For building cloud computing environments with Slurm, Jacobsen et al. [11] present ‘shifter’ tightly integrated into Slurm for managing Docker and other user-defined images. Ismael [6] uses VM for dynamic fractional resource management and load balancing in a batch cluster environment. Markwardt et al. [16] propose a solution to run VMs in a Slurm-based batch system. They use a VM scheduler to keep track of the status of Slurm queue on the VMs. For building HPC cloud environments, studies [7, 8, 13] with Xen demonstrate the ability to achieve near-native performance in VM-based environment for HPC applications. Ruivo et al. [5] explore the potential use of SR-IOV on InfiniBand in an Open Nebula cloud towards the efficient support of MPI-based workloads. Our previous evaluation [10] has revealed that IVShmem can significantly improve intra-node inter-VM communication on SR-IOV enabled InfiniBand clusters. Further, we redesigned MVAPICH2 library [9] to take advantage of this feature and proposed an efficient approach [18] to build HPC clouds by extending OpenStack with redesigned MVAPICH2 library. However, none of these has discussed how to effectively manage and isolate IVShmem and SR-IOV resources in shared HPC cluster under Slurm framework in order to support running MPI jobs in different scenarios as indicated in Sect. 1.1. The initial idea of this work had been presented in Slurm Forum [14], and we further complete the whole Slurm-V design, implementation, and evaluation in this paper.

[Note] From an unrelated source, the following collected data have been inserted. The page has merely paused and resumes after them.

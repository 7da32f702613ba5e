//! Origin reference parsing.
//!
//! Splits the value of a `FROM` command, like `ubuntu:20.04`, into the
//! distribution and release the image resolver fetches.

use crate::error::{ForgeError, Result};

/// Release used when none is specified.
const DEFAULT_RELEASE: &str = "latest";

/// Parsed base image reference.
#[derive(Debug, Clone, PartialEq, Eq, serde::Serialize)]
pub struct OriginReference {
    /// Distribution name (e.g., "ubuntu", "debian")
    pub distribution: String,
    /// Release (e.g., "20.04", "bookworm", "latest")
    pub release: String,
}

impl OriginReference {
    /// Parse an origin value.
    ///
    /// Supports formats:
    /// - `ubuntu` → ubuntu:latest
    /// - `ubuntu:20.04` → ubuntu:20.04
    /// - `images.example.com/ubuntu:22.04` → distribution `images.example.com/ubuntu`
    pub fn parse(value: &str) -> Result<Self> {
        let value = value.trim();
        if value.is_empty() {
            return Err(invalid(value, "empty origin"));
        }
        if value.chars().any(char::is_whitespace) {
            return Err(invalid(value, "origin must be a single word"));
        }

        // Split release on the last colon after the last slash, so a
        // host:port prefix is not mistaken for a release
        let name_start = value.rfind('/').map(|pos| pos + 1).unwrap_or(0);
        let (distribution, release) = match value[name_start..].rfind(':') {
            Some(colon_pos) => {
                let colon_pos = name_start + colon_pos;
                (&value[..colon_pos], &value[colon_pos + 1..])
            }
            None => (value, DEFAULT_RELEASE),
        };

        if distribution.is_empty() || distribution.ends_with('/') {
            return Err(invalid(value, "missing distribution name"));
        }
        if release.is_empty() {
            return Err(invalid(value, "missing release after ':'"));
        }

        Ok(OriginReference {
            distribution: distribution.to_string(),
            release: release.to_string(),
        })
    }
}

impl std::fmt::Display for OriginReference {
    fn fmt(&self, f: &mut std::fmt::Formatter<'_>) -> std::fmt::Result {
        write!(f, "{}:{}", self.distribution, self.release)
    }
}

fn invalid(value: &str, message: &str) -> ForgeError {
    ForgeError::InvalidOrigin {
        value: value.to_string(),
        message: message.to_string(),
    }
}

6 Conclusion and Future Work

In this paper, we proposed a novel Slurm-V framework to efficient support running multiple concurrent MPI jobs with SR-IOV and IVShmem in shared HPC clusters. The proposed framework extends Slurm architecture and introduces three new components: VM Configuration Reader, VM Launcher, and VM Reclaimer. We present three alternative designs to support these components, which are: Task-based design, SPANK plugin-based design and SPANK plugin over OpenStack-based design. We evaluate our Slurm-V framework from different aspects including startup performance, scalability and application performance under different scenarios. The evaluation results indicate that the VM startup time can be reduced by up to 2.64X by using snapshot scheme. Compared with the single-threading scheme, multi-threading scheme reduces the VM startup time by up to 87 %. In addition, Slurm-V framework shows good scalability and is able to support running multiple MPI jobs under different scenarios on HPC clouds. In the future, we plan to explore other alternative SPANK-based designs to further extend Slurm framework to have more virtualization support.